While these figures align with the April 2024 WEO projections, the report notes significant developments beneath the surface. For advanced economies, growth is expected to converge in the upcoming quarters. In the United States, the growth forecast for 2024 has been revised downward to 2.6%, a 0.1 percentage point decrease from the April projection. This adjustment reflects a slower-than-anticipated start to the year, with growth expected to further decelerate to 1.9% in 2025 as the labor market cools, consumption moderates, and fiscal policy tightens gradually.

In the Euro area, a modest growth of 0.9% is anticipated for 2024, following a near-flat performance in 2023. This improvement is attributed to stronger momentum in services and higher-than-expected net exports in the first half of the year.

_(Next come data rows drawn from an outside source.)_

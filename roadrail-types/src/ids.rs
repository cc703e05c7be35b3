//! Identifier types used throughout the synchronization engine.
//!
//! Source identifiers come from the external design feed and are stable across
//! runs. Target identifiers are assigned by the storage layer on first creation.

use serde::{Deserialize, Serialize};
use std::borrow::Borrow;
use std::fmt;
use std::str::FromStr;
use uuid::Uuid;

/// Identifier of a logical entity in the source feed.
///
/// Stable across runs for the same logical entity, but not necessarily unique
/// in a raw feed: the same entity can be discovered through several traversal
/// paths. Ordering is lexicographic, which the dedup pass relies on.
#[derive(Debug, Clone, PartialEq, Eq, PartialOrd, Ord, Hash, Serialize, Deserialize)]
#[serde(transparent)]
pub struct SourceId(String);

impl SourceId {
    /// Creates a source id from any string-like value.
    pub fn new(id: impl Into<String>) -> Self {
        Self(id.into())
    }

    /// Returns the raw id.
    #[must_use]
    pub fn as_str(&self) -> &str {
        &self.0
    }

    /// Parses a stable identifier when this id is GUID-shaped.
    #[must_use]
    pub fn stable_identifier(&self) -> Option<StableIdentifier> {
        StableIdentifier::parse(&self.0)
    }
}

impl fmt::Display for SourceId {
    fn fmt(&self, f: &mut fmt::Formatter<'_>) -> fmt::Result {
        f.write_str(&self.0)
    }
}

impl From<&str> for SourceId {
    fn from(s: &str) -> Self {
        Self(s.to_string())
    }
}

impl From<String> for SourceId {
    fn from(s: String) -> Self {
        Self(s)
    }
}

impl Borrow<str> for SourceId {
    fn borrow(&self) -> &str {
        &self.0
    }
}

/// Identifier of a persisted target entity.
///
/// Assigned by the storage layer on first creation and stable thereafter.
/// Valid ids are strictly positive.
#[derive(Debug, Clone, Copy, PartialEq, Eq, PartialOrd, Ord, Hash, Serialize, Deserialize)]
#[serde(transparent)]
pub struct TargetId(i64);

impl TargetId {
    /// Wraps a raw storage id, rejecting non-positive values.
    pub fn new(raw: i64) -> crate::Result<Self> {
        if raw > 0 {
            Ok(Self(raw))
        } else {
            Err(crate::Error::InvalidTargetId(raw))
        }
    }

    /// Returns the raw storage id.
    #[must_use]
    pub const fn value(&self) -> i64 {
        self.0
    }
}

impl fmt::Display for TargetId {
    fn fmt(&self, f: &mut fmt::Formatter<'_>) -> fmt::Result {
        write!(f, "{}", self.0)
    }
}

/// Deterministic GUID derived from a GUID-shaped [`SourceId`].
///
/// Accepts every textual form `uuid` understands (hyphenated, simple, braced,
/// urn). Anything else yields no identifier.
#[derive(Debug, Clone, Copy, PartialEq, Eq, Hash, Serialize, Deserialize)]
#[serde(transparent)]
pub struct StableIdentifier(Uuid);

impl StableIdentifier {
    /// Parses a stable identifier, returning `None` for non-GUID strings.
    #[must_use]
    pub fn parse(s: &str) -> Option<Self> {
        Uuid::parse_str(s.trim()).ok().map(Self)
    }

    /// Creates a stable identifier from an existing UUID.
    #[must_use]
    pub const fn from_uuid(uuid: Uuid) -> Self {
        Self(uuid)
    }

    /// Returns the underlying UUID.
    #[must_use]
    pub const fn as_uuid(&self) -> Uuid {
        self.0
    }
}

impl fmt::Display for StableIdentifier {
    fn fmt(&self, f: &mut fmt::Formatter<'_>) -> fmt::Result {
        write!(f, "{}", self.0)
    }
}

impl FromStr for StableIdentifier {
    type Err = uuid::Error;

    fn from_str(s: &str) -> Result<Self, Self::Err> {
        Ok(Self(Uuid::parse_str(s.trim())?))
    }
}

/// Synchronization scope, typically one source repository or model.
///
/// SyncInfo records are partitioned by scope so that two sources converted
/// into the same target never see each other's state.
#[derive(Debug, Clone, PartialEq, Eq, PartialOrd, Ord, Hash, Serialize, Deserialize)]
#[serde(transparent)]
pub struct ScopeId(String);

impl ScopeId {
    /// Creates a scope id.
    pub fn new(id: impl Into<String>) -> Self {
        Self(id.into())
    }

    /// Returns the raw id.
    #[must_use]
    pub fn as_str(&self) -> &str {
        &self.0
    }
}

impl fmt::Display for ScopeId {
    fn fmt(&self, f: &mut fmt::Formatter<'_>) -> fmt::Result {
        f.write_str(&self.0)
    }
}

impl From<&str> for ScopeId {
    fn from(s: &str) -> Self {
        Self(s.to_string())
    }
}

Emerging markets and developing economies are expected to see an upward revision in growth forecasts, driven by robust activity in Asia, particularly in China and India. China’s growth forecast has been adjusted upward to 5% for 2024, largely due to a rebound in private consumption and strong exports in the first quarter. India’s growth projection has also been increased to 7% for the year.

In Brazil, growth forecasts for 2025 have been revised upward to reflect reconstruction efforts following floods and supportive structural factors, such as accelerated hydrocarbon production. Conversely, growth prospects in the Middle East and Central Asia remain weighed down by oil production cuts and regional conflicts. Saudi Arabia’s 2024 growth forecast has been revised downward by 0.9 percentage points due to extended oil production cuts.

For Sub-Saharan Africa, growth projections have been adjusted downward, primarily due to a 0.2 percentage point reduction in Nigeria’s growth outlook following weaker-than-expected activity in the first quarter of 2023.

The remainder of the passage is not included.